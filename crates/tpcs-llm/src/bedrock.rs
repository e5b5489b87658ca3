//! Bedrock Converse backend.

use std::time::Duration;

use aws_sdk_bedrockruntime::Client;
use aws_sdk_bedrockruntime::types::{
    ContentBlock, ConversationRole, InferenceConfiguration, Message, SystemContentBlock,
};
use tracing::debug;

use tpcs_core::models::cost::ModelPricing;

use crate::error::LlmError;
use crate::generator::{BoxFuture, Generation, TextGenerator};
use crate::tokens;

/// Build an `SdkConfig` for a region and optional named profile.
pub async fn build_aws_config(region: &str, profile: Option<&str>) -> aws_config::SdkConfig {
    let mut builder = aws_config::defaults(aws_config::BehaviorVersion::latest())
        .region(aws_config::Region::new(region.to_string()));

    if let Some(profile_name) = profile {
        builder = builder.profile_name(profile_name);
    }

    builder.load().await
}

pub struct BedrockGenerator {
    client: Client,
    model_id: String,
    temperature: f32,
    timeout: Duration,
    pricing: Option<ModelPricing>,
}

impl BedrockGenerator {
    pub fn new(
        config: &aws_config::SdkConfig,
        model_id: impl Into<String>,
        temperature: f32,
        timeout: Duration,
    ) -> Self {
        let model_id = model_id.into();
        Self {
            client: Client::new(config),
            pricing: tokens::get_pricing(&model_id),
            model_id,
            temperature,
            timeout,
        }
    }

    async fn invoke_converse(
        &self,
        system_prompt: &str,
        user_message: &str,
    ) -> Result<Generation, LlmError> {
        let request = self
            .client
            .converse()
            .model_id(&self.model_id)
            .system(SystemContentBlock::Text(system_prompt.to_string()))
            .messages(
                Message::builder()
                    .role(ConversationRole::User)
                    .content(ContentBlock::Text(user_message.to_string()))
                    .build()
                    .map_err(|e| LlmError::Invocation(e.to_string()))?,
            )
            .inference_config(
                InferenceConfiguration::builder()
                    .temperature(self.temperature)
                    .build(),
            )
            .send();

        let response = tokio::time::timeout(self.timeout, request)
            .await
            .map_err(|_| LlmError::Timeout(self.timeout.as_secs()))?
            .map_err(|e| LlmError::Invocation(e.into_service_error().to_string()))?;

        let output_message = response
            .output()
            .and_then(|o| o.as_message().ok())
            .ok_or_else(|| LlmError::ResponseParse("no message in response".to_string()))?;

        let text = output_message
            .content()
            .iter()
            .filter_map(|block| {
                if let ContentBlock::Text(text) = block {
                    Some(text.as_str())
                } else {
                    None
                }
            })
            .collect::<Vec<_>>()
            .join("");

        if text.trim().is_empty() {
            return Err(LlmError::EmptyResponse);
        }

        let token_count = response
            .usage()
            .map(tokens::extract_token_usage)
            .unwrap_or_default();
        let usage = tokens::calculate_cost(token_count, self.pricing.as_ref());

        debug!(
            model = %self.model_id,
            input_tokens = token_count.input,
            output_tokens = token_count.output,
            cost_usd = usage.cost_usd,
            "converse call complete"
        );

        Ok(Generation {
            text,
            model_id: self.model_id.clone(),
            usage,
        })
    }
}

impl TextGenerator for BedrockGenerator {
    fn model_id(&self) -> &str {
        &self.model_id
    }

    fn generate<'a>(
        &'a self,
        system_prompt: &'a str,
        user_message: &'a str,
    ) -> BoxFuture<'a, Result<Generation, LlmError>> {
        Box::pin(self.invoke_converse(system_prompt, user_message))
    }
}

impl std::fmt::Debug for BedrockGenerator {
    fn fmt(&self, f: &mut std::fmt::Formatter<'_>) -> std::fmt::Result {
        f.debug_struct("BedrockGenerator")
            .field("model_id", &self.model_id)
            .field("temperature", &self.temperature)
            .finish_non_exhaustive()
    }
}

---

- GOAL OF THE EXERCISE
Copy out the whole listing exactly.

- RESULT OF THIS TASK
filename crates/tpcs-llm/src/bedrock.rs
repository e5b5489b87658ca3
//! Bedrock Converse backend.

use std::time::Duration;

use aws_sdk_bedrockruntime::Client;
use aws_sdk_bedrockruntime::types::{
    ContentBlock, ConversationRole, InferenceConfiguration, Message, SystemContentBlock,
};
use tracing::debug;

use tpcs_core::models::cost::ModelPricing;

use crate::error::LlmError;
use crate::generator::{BoxFuture, Generation, TextGenerator};
use crate::tokens;

/// Build an `SdkConfig` for a region and optional named profile.
pub async fn build_aws_config(region: &str, profile: Option<&str>) -> aws_config::SdkConfig {
    let mut builder = aws_config::defaults(aws_config::BehaviorVersion::latest())
        .region(aws_config::Region::new(region.to_string()));

    if let Some(profile_name) = profile {
        builder = builder.profile_name(profile_name);
    }

    builder.load().await
}

pub struct BedrockGenerator {
    client: Client,
    model_id: String,
    temperature: f32,
    timeout: Duration,
    pricing: Option<ModelPricing>,
}

impl BedrockGenerator {
    pub fn new(
        config: &aws_config::SdkConfig,
        model_id: impl Into<String>,
        temperature: f32,
        timeout: Duration,
    ) -> Self {
        let model_id = model_id.into();
        Self {
            client: Client::new(config),
            pricing: tokens::get_pricing(&model_id),
            model_id,
            temperature,
            timeout,
        }
    }

    async fn invoke_converse(
        &self,
        system_prompt: &str,
        user_message: &str,
    ) -> Result<Generation, LlmError> {
        let request = self
            .client
            .converse()
            .model_id(&self.model_id)
            .system(SystemContentBlock::Text(system_prompt.to_string()))
            .messages(
                Message::builder()
                    .role(ConversationRole::User)
                    .content(ContentBlock::Text(user_message.to_string()))
                    .build()
                    .map_err(|e| LlmError::Invocation(e.to_string()))?,
            )
            .inference_config(
                InferenceConfiguration::builder()
                    .temperature(self.temperature)
                    .build(),
            )
            .send();

        let response = tokio::time::timeout(self.timeout, request)
            .await
            .map_err(|_| LlmError::Timeout(self.timeout.as_secs()))?
            .map_err(|e| LlmError::Invocation(e.into_service_error().to_string()))?;

        let output_message = response
            .output()
            .and_then(|o| o.as_message().ok())
            .ok_or_else(|| LlmError::ResponseParse("no message in response".to_string()))?;

        let text = output_message
            .content()
            .iter()
            .filter_map(|block| {
                if let ContentBlock::Text(text) = block {
                    Some(text.as_str())
                } else {
                    None
                }
            })
            .collect::<Vec<_>>()
            .join("");

        if text.trim().is_empty() {
            return Err(LlmError::EmptyResponse);
        }

        let token_count = response
            .usage()
            .map(tokens::extract_token_usage)
            .unwrap_or_default();
        let usage = tokens::calculate_cost(token_count, self.pricing.as_ref());

        debug!(
            model = %self.model_id,
            input_tokens = token_count.input,
            output_tokens = token_count.output,
            cost_usd = usage.cost_usd,
            "converse call complete"
        );

        Ok(Generation {
            text,
            model_id: self.model_id.clone(),
            usage,
        })
    }
}

impl TextGenerator for BedrockGenerator {
    fn model_id(&self) -> &str {
        &self.model_id
    }

    fn generate<'a>(
        &'a self,
        system_prompt: &'a str,
        user_message: &'a str,
    ) -> BoxFuture<'a, Result<Generation, LlmError>> {
        Box::pin(self.invoke_converse(system_prompt, user_message))
    }
}

impl std::fmt::Debug for BedrockGenerator {
    fn fmt(&self, f: &mut std::fmt::Formatter<'_>) -> std::fmt::Result {
        f.debug_struct("BedrockGenerator")
            .field("model_id", &self.model_id)
            .field("temperature", &self.temperature)
            .finish_non_exhaustive()
    }
}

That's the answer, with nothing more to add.